[1] Find the decryption exponent d for the RSA cipher with n = 51 and e = 3. (Do it by hand.)

[2] Find the decryption exponent d for the RSA cipher with n = 1938379 and e = 19. (Use the web site; note that one of the web forms factors a number if the number is not too big.)

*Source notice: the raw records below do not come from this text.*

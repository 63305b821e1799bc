//! Hierarchy building.
//!
//! Folds the flat, document-ordered entry list into a forest. The fold keeps an
//! explicit stack of open nodes: every node on the stack can still receive
//! children, and a node leaves the stack exactly once, at which point it is
//! attached to the node below it (or becomes a root).

use super::entry::TocEntry;

/// Open-ancestor stack plus the finished roots.
///
/// Invariant: levels on `open` strictly increase from bottom to top.
#[derive(Debug, Default)]
pub struct OpenStack {
    open: Vec<TocEntry>,
    roots: Vec<TocEntry>,
}

impl OpenStack {
    /// Create an empty stack.
    pub fn new() -> Self {
        Self::default()
    }

    /// Feed the next entry in document order.
    ///
    /// Closes every open node with `level >= entry.level`, then opens the entry
    /// beneath whatever remains on top. Level gaps (1 followed by 3) simply
    /// nest under the nearest open ancestor.
    pub fn push(&mut self, entry: TocEntry) {
        while self.open.last().is_some_and(|top| top.level >= entry.level) {
            self.close_top();
        }
        self.open.push(entry);
    }

    /// Close all remaining nodes and return the forest.
    pub fn finish(mut self) -> Vec<TocEntry> {
        while !self.open.is_empty() {
            self.close_top();
        }
        self.roots
    }

    /// Number of currently open nodes.
    pub fn depth(&self) -> usize {
        self.open.len()
    }

    fn close_top(&mut self) {
        if let Some(node) = self.open.pop() {
            match self.open.last_mut() {
                Some(parent) => parent.children.push(node),
                None => self.roots.push(node),
            }
        }
    }
}

/// Build a forest from a flat list of entries in document order.
pub fn build_hierarchy(entries: Vec<TocEntry>) -> Vec<TocEntry> {
    let stack = entries
        .into_iter()
        .fold(OpenStack::new(), |mut stack, entry| {
            stack.push(entry);
            stack
        });
    let roots = stack.finish();
    log::debug!("Built hierarchy with {} top-level entries", roots.len());
    roots
}
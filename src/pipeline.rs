//! End-to-end TOC parsing pipeline.
//!
//! [`TocParser`] runs the stages in `toc` in order and packages the outcome
//! as a [`TocResult`]. Pipeline-level failures (no TOC title, no entries)
//! never escape as errors: they become an unsuccessful result with an empty
//! outline, so callers can serialize whatever comes back.

use crate::config::TocParserConfig;
use crate::error::{Error, Result};
use crate::toc::{
    assign_page_ends, build_hierarchy, propagate_spans, BoundaryDetector, ContentBinder,
    LineClassifier, SharedProvider, TocEntry, TocRegion,
};
use serde::Serialize;
use std::collections::BTreeMap;
use std::fmt::Write;

/// Category of a pipeline failure.
#[derive(Debug, Clone, Copy, PartialEq, Eq, Serialize)]
pub enum FailureKind {
    /// The source could not be read as text
    UnsupportedInput,
    /// No TOC title line was found
    TocNotFound,
    /// A region was found but no entries were recognized
    NoEntriesExtracted,
}

impl From<&Error> for FailureKind {
    fn from(err: &Error) -> Self {
        match err {
            Error::TocNotFound => FailureKind::TocNotFound,
            Error::NoEntriesExtracted => FailureKind::NoEntriesExtracted,
            _ => FailureKind::UnsupportedInput,
        }
    }
}

/// Summary statistics over the flat entry list.
#[derive(Debug, Clone, Default, PartialEq, Eq, Serialize)]
pub struct TocMetadata {
    /// Number of recognized entries
    pub total_sections: usize,
    /// Entry count per level, ascending by level
    pub level_stats: BTreeMap<u32, usize>,
    /// Physical page count used for range resolution
    #[serde(skip_serializing_if = "Option::is_none")]
    pub total_pages: Option<u32>,
    /// Name of the source document, if known
    #[serde(skip_serializing_if = "Option::is_none")]
    pub source: Option<String>,
}

impl TocMetadata {
    fn from_entries(entries: &[TocEntry], total_pages: u32) -> Self {
        let mut level_stats = BTreeMap::new();
        for entry in entries {
            *level_stats.entry(entry.level).or_insert(0) += 1;
        }
        Self {
            total_sections: entries.len(),
            level_stats,
            total_pages: Some(total_pages),
            source: None,
        }
    }
}

/// Outcome of a parse: the outline on success, an error message otherwise.
#[derive(Debug, Clone, Serialize)]
pub struct TocResult {
    /// Whether an outline was produced
    pub success: bool,
    /// Failure description when `success` is false
    pub error: Option<String>,
    /// Statistics
    pub metadata: TocMetadata,
    /// Resolved outline forest
    pub toc: Vec<TocEntry>,
    /// Entries in document order after the first range pass
    pub flat_list: Vec<TocEntry>,
    #[serde(skip)]
    failure: Option<FailureKind>,
}

impl TocResult {
    /// Build an unsuccessful result from a pipeline error.
    pub fn failure(err: &Error) -> Self {
        Self {
            success: false,
            error: Some(err.to_string()),
            metadata: TocMetadata::default(),
            toc: Vec::new(),
            flat_list: Vec::new(),
            failure: Some(FailureKind::from(err)),
        }
    }

    fn outline(toc: Vec<TocEntry>, flat_list: Vec<TocEntry>, total_pages: u32) -> Self {
        Self {
            success: true,
            error: None,
            metadata: TocMetadata::from_entries(&flat_list, total_pages),
            toc,
            flat_list,
            failure: None,
        }
    }

    /// Record the source document name in the metadata.
    pub fn with_source(mut self, source: impl Into<String>) -> Self {
        self.metadata.source = Some(source.into());
        self
    }

    /// The failure category, if the parse was unsuccessful.
    pub fn failure_kind(&self) -> Option<FailureKind> {
        self.failure
    }

    /// Pretty JSON rendering of the result.
    pub fn to_json(&self) -> Result<String> {
        Ok(serde_json::to_string_pretty(self)?)
    }

    /// Indented text listing of the outline.
    pub fn render_tree(&self) -> String {
        let mut out = String::new();
        if !self.success {
            let _ = writeln!(out, "❌ {}", self.error.as_deref().unwrap_or("unknown error"));
            return out;
        }
        for root in &self.toc {
            render_node(&mut out, root, 0);
        }
        let _ = write!(out, "{} sections", self.metadata.total_sections);
        for (level, count) in &self.metadata.level_stats {
            let _ = write!(out, ", level {}: {}", level, count);
        }
        out.push('\n');
        out
    }
}

fn render_node(out: &mut String, node: &TocEntry, depth: usize) {
    let icon = if node.is_leaf() { "📄" } else { "📁" };
    let label = node.label().map(|l| format!("{} ", l)).unwrap_or_default();
    let pages = node
        .page_range()
        .unwrap_or_else(|| node.page_start.to_string());
    let _ = writeln!(
        out,
        "{}{} {}{} (pages {})",
        "  ".repeat(depth),
        icon,
        label,
        node.title,
        pages
    );
    for child in &node.children {
        render_node(out, child, depth + 1);
    }
}

/// The TOC parsing pipeline.
#[derive(Debug, Clone)]
pub struct TocParser {
    config: TocParserConfig,
    detector: BoundaryDetector,
    classifier: LineClassifier,
    binder: ContentBinder,
}

impl TocParser {
    /// Create a parser with default configuration.
    pub fn new() -> Self {
        Self::with_config(TocParserConfig::default())
    }

    /// Create a parser with custom configuration.
    pub fn with_config(config: TocParserConfig) -> Self {
        Self {
            detector: BoundaryDetector::from_config(&config),
            classifier: LineClassifier::from_config(&config),
            binder: ContentBinder::with_offset(config.page_offset),
            config,
        }
    }

    /// Get the current configuration.
    pub fn config(&self) -> &TocParserConfig {
        &self.config
    }

    /// Parse an ordered list of lines from a document of `total_pages` pages.
    pub fn parse_lines<S: AsRef<str>>(&self, lines: &[S], total_pages: u32) -> TocResult {
        self.finish(self.detector.extract_region(lines), total_pages)
    }

    /// Parse `(page_number, page_text)` pairs from a document of `total_pages` pages.
    pub fn parse_pages(&self, pages: &[(u32, String)], total_pages: u32) -> TocResult {
        self.finish(self.detector.extract_region_pages(pages), total_pages)
    }

    /// Parse a paged document.
    ///
    /// Only the first `max_scan_pages` pages are scanned for the TOC. When
    /// `bind_content` is set, every leaf receives the text of its page range.
    pub fn parse_document<P>(&self, provider: &P) -> TocResult
    where
        P: SharedProvider + ?Sized,
    {
        let total_pages = provider.total_pages();
        let scanned = (total_pages as usize).min(self.config.max_scan_pages) as u32;
        let pages: Vec<(u32, String)> = (1..=scanned)
            .map(|page| (page, provider.page_text(page).unwrap_or_default()))
            .collect();
        log::debug!("Scanning {} of {} pages for a TOC", scanned, total_pages);

        let mut result = self.parse_pages(&pages, total_pages);
        if result.success && self.config.bind_content {
            let toc = std::mem::take(&mut result.toc);
            result.toc = self.binder.bind_forest(toc, provider);
        }
        result
    }

    fn finish(&self, region: Option<TocRegion>, total_pages: u32) -> TocResult {
        match self.build(region, total_pages) {
            Ok((toc, flat_list)) => TocResult::outline(toc, flat_list, total_pages),
            Err(e) => {
                log::info!("TOC parsing failed: {}", e);
                TocResult::failure(&e)
            },
        }
    }

    fn build(&self, region: Option<TocRegion>, total_pages: u32) -> Result<(Vec<TocEntry>, Vec<TocEntry>)> {
        let region = region.ok_or(Error::TocNotFound)?;
        if let Some((first, last)) = region.page_span() {
            log::debug!("TOC region spans pages {}-{}", first, last);
        }

        let entries = self.classifier.classify_lines(region.texts());
        if entries.is_empty() {
            return Err(Error::NoEntriesExtracted);
        }

        let flat_list = assign_page_ends(entries, total_pages);
        let toc = propagate_spans(build_hierarchy(flat_list.clone()));
        log::info!(
            "Extracted {} TOC entries ({} top-level)",
            flat_list.len(),
            toc.len()
        );
        Ok((toc, flat_list))
    }
}

impl Default for TocParser {
    fn default() -> Self {
        Self::new()
    }
}
//! Plain-text sources.

use crate::toc::PageTextProvider;

/// Page break character used by `pdftotext` and similar tools.
pub const FORM_FEED: char = '\u{0C}';

/// Split text into trimmed, non-blank lines.
pub fn lines_from_text(text: &str) -> Vec<String> {
    text.lines()
        .map(str::trim)
        .filter(|l| !l.is_empty())
        .map(str::to_string)
        .collect()
}

/// Text split into physical pages on form feeds.
#[derive(Debug, Clone, PartialEq, Eq)]
pub struct PagedText {
    pages: Vec<String>,
}

impl PagedText {
    /// Split `text` on form feeds. A trailing form feed does not open an
    /// extra empty page.
    pub fn from_text(text: &str) -> Self {
        let mut pages: Vec<String> = text.split(FORM_FEED).map(str::to_string).collect();
        if pages.len() > 1 && pages.last().is_some_and(|p| p.trim().is_empty()) {
            pages.pop();
        }
        Self { pages }
    }

    /// Wrap already-split page texts.
    pub fn from_pages(pages: Vec<String>) -> Self {
        Self { pages }
    }

    /// True if `text` contains at least one page break.
    pub fn is_paged(text: &str) -> bool {
        text.contains(FORM_FEED)
    }

    /// `(page_number, page_text)` pairs, 1-based.
    pub fn pages(&self) -> Vec<(u32, String)> {
        self.pages
            .iter()
            .enumerate()
            .map(|(i, text)| (i as u32 + 1, text.clone()))
            .collect()
    }

    /// Number of pages.
    pub fn len(&self) -> usize {
        self.pages.len()
    }

    /// True if there are no pages.
    pub fn is_empty(&self) -> bool {
        self.pages.is_empty()
    }
}

impl PageTextProvider for PagedText {
    fn total_pages(&self) -> u32 {
        self.pages.len() as u32
    }

    fn page_text(&self, page: u32) -> Option<String> {
        let index = (page as usize).checked_sub(1)?;
        self.pages.get(index).cloned()
    }
}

[3] Decipher the following message encrypted using the RSA cipher with n = 1938379 and e = 19:

ciphertext:

258925 1810536 1785120 1068249 1458419

Discussion: The original plaintext message was converted into a string of 2-digit numbers using the following table:

10: space 11: a 12: b 13: c 14: d 15: e 16: f 17: g 18: h 19: i 20: j 21: k 22: l 23: m 24: n 25: o 26: p 27: q 28: r 29: s 30: t 31: u 32: v 33: w 34: x 35: y 36: z 37: . 38: , 39: ; 40: : 41: ? 42: ! 43: ( 44: ) 45: $ 46: # 47: - 48: [ 49: ] 50: 0 51: 1 52: 2 53: 3 54: 4 55: 5 56: 6 57: 7 58: 8 59: 9 60: + 61: = 62: % 63: ^ 64: & 65: * 66: { 67: } 68: \ 69: ' 70: ` 71: A 72: B 73: C 74: D 75: E 76: F 77: G 78: H 79: I 80: J 81: K 82: L 83: M 84: N 85: O 86: P 87: Q 88: R 89: S 90: T 91: U 92: V 93: W 94: X 95: Y 96: Z 97: < 98: > 99: carriage return (end of line)For example "A cat." would turn into "71 10 13 11 30 37". The string was then broken into groups of 6 digits, so for example "A cat." would become "711013 113037". Each 6 digit number x was then encrypted to give a number y using the cipher y = x^e (mod n), with n = 1938379 and e = 19, except now n is not prime, but rather n = pq where p and q are primes. Find the multiplicative inverse d of e mod (p-1)(q-1). To do this you must first find p and q. Then write gcd(e,(p-1)(q-1)), which is 1, as a linear combination d*e + m*(p-1)(q-1) = 1, using Euclid's algorithm, as done in class; you can use the web form here to do the work for you. The number d is the multiplicative inverse of e mod (p-1)(q-1), since d*e == 1 mod (p-1)(q-1); i.e., the number d is our decryption exponent. (If d is negative add (p-1)(q-1) to it to get a positive number for our d.) So now we can decrypt using x = y^d (mod n).